Parmar et al. [2] provide a thoughtful discussion on carefully relaxing the power or α, which is a particularly strong point in their framework. Relaxing the power and α-level strongly relates to the (theoretical) reproducibility of the trial. Society expects that research results are reliable, with even greater pressure when vulnerable patients have contributed to the research. Expressed concerns on reliability of research in general, and medical research in particular, have raised awareness on the rigor of design that is required [8]. One of the areas for improvement indicated is striking the right balance of clinically relevant outcomes, power and α-level.
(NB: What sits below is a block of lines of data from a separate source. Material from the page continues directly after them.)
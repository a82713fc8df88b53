// Run configuration for driver loops.
//
// Every field has a default so a JSON file only needs to name what it changes.

#[cfg(feature = "serde")]
use serde::{Deserialize, Serialize};

use crate::controller::ControllerParams;
use crate::error::{Error, Result};
use crate::region::{ParameterRanges, RegionTopology};
use crate::sparse_coder::{ExecutionTier, LearningRates};

fn default_seed() -> u64 {
    1
}

fn default_steps() -> usize {
    5_000
}

fn default_report_every() -> usize {
    500
}

/// Sparse coder sizing and learning settings.
#[derive(Debug, Clone, Copy, PartialEq)]
#[cfg_attr(feature = "serde", derive(Serialize, Deserialize))]
#[cfg_attr(feature = "serde", serde(default))]
pub struct CoderConfig {
    pub num_visible: usize,
    pub num_hidden: usize,
    pub rates: LearningRates,
    pub tier: ExecutionTier,
}

impl Default for CoderConfig {
    fn default() -> Self {
        Self {
            num_visible: 16,
            num_hidden: 32,
            rates: LearningRates::default(),
            tier: ExecutionTier::Scalar,
        }
    }
}

impl CoderConfig {
    /// Create a config with the given layer sizes and default rates.
    pub fn with_size(num_visible: usize, num_hidden: usize) -> Self {
        Self {
            num_visible,
            num_hidden,
            ..Default::default()
        }
    }

    pub fn with_rates(mut self, rates: LearningRates) -> Self {
        self.rates = rates;
        self
    }

    pub fn with_tier(mut self, tier: ExecutionTier) -> Self {
        self.tier = tier;
        self
    }

    pub fn validate(&self) -> Result<()> {
        if self.num_visible == 0 {
            return Err(Error::InvalidDimensions {
                what: "num_visible",
                value: 0,
            });
        }
        if self.num_hidden == 0 {
            return Err(Error::InvalidDimensions {
                what: "num_hidden",
                value: 0,
            });
        }
        self.rates.validate()
    }
}

/// Controller region geometry and per-step hyperparameters.
#[derive(Debug, Clone, PartialEq)]
#[cfg_attr(feature = "serde", derive(Serialize, Deserialize))]
#[cfg_attr(feature = "serde", serde(default))]
pub struct ControlConfig {
    pub topology: RegionTopology,
    pub ranges: ParameterRanges,
    pub params: ControllerParams,
}

impl Default for ControlConfig {
    fn default() -> Self {
        // Error, position and one action slot.
        Self {
            topology: RegionTopology::with_input(3, 1),
            ranges: ParameterRanges::default(),
            params: ControllerParams::default(),
        }
    }
}

impl ControlConfig {
    pub fn validate(&self) -> Result<()> {
        if self.topology.input_len() == 0 {
            return Err(Error::InvalidDimensions {
                what: "region input size",
                value: 0,
            });
        }
        self.params.validate()
    }
}

/// Top-level config for the demo driver.
#[derive(Debug, Clone, PartialEq)]
#[cfg_attr(feature = "serde", derive(Serialize, Deserialize))]
pub struct RunConfig {
    #[cfg_attr(feature = "serde", serde(default = "default_seed"))]
    pub seed: u64,
    #[cfg_attr(feature = "serde", serde(default = "default_steps"))]
    pub steps: usize,
    /// Print a progress line every N steps; 0 disables.
    #[cfg_attr(feature = "serde", serde(default = "default_report_every"))]
    pub report_every: usize,
    #[cfg_attr(feature = "serde", serde(default))]
    pub coder: CoderConfig,
    #[cfg_attr(feature = "serde", serde(default))]
    pub control: ControlConfig,
}

impl Default for RunConfig {
    fn default() -> Self {
        Self {
            seed: default_seed(),
            steps: default_steps(),
            report_every: default_report_every(),
            coder: CoderConfig::default(),
            control: ControlConfig::default(),
        }
    }
}

impl RunConfig {
    pub fn with_seed(mut self, seed: u64) -> Self {
        self.seed = seed;
        self
    }

    pub fn with_steps(mut self, steps: usize) -> Self {
        self.steps = steps;
        self
    }

    pub fn validate(&self) -> Result<()> {
        self.coder.validate()?;
        self.control.validate()
    }

    /// Parse and validate a JSON config.
    #[cfg(feature = "serde")]
    pub fn from_json_str(json: &str) -> Result<Self> {
        let cfg: Self = serde_json::from_str(json).map_err(|e| Error::Config(e.to_string()))?;
        cfg.validate()?;
        Ok(cfg)
    }

    #[cfg(feature = "serde")]
    pub fn load(path: &std::path::Path) -> Result<Self> {
        let text = std::fs::read_to_string(path)
            .map_err(|e| Error::Config(format!("failed to read {}: {}", path.display(), e)))?;
        Self::from_json_str(&text)
    }
}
A careful approach, particularly in small populations, seems to be on the right direction.

Deeper understanding of novel trial designs

Novel design and analysis approaches for small populations are expected to be beneficial in clinical research aimed at improving care for patients [9, 10]. A deeper understanding of the properties of such designs needs research as well as lessons learned from actual application. Our current deep level of understanding of the ins and outs of clinical trial design has only been reached because of a continuous cycle of improvement between theory development and real-life application. Hence, there is long-term benefit – beyond the level of an individual trial – of ‘road testing’ novel design features that hold strong promise of improvement based on theory. It will be worthwhile to consider whether application of a framework, as proposed, retains sufficient opportunity to experiment with trial design.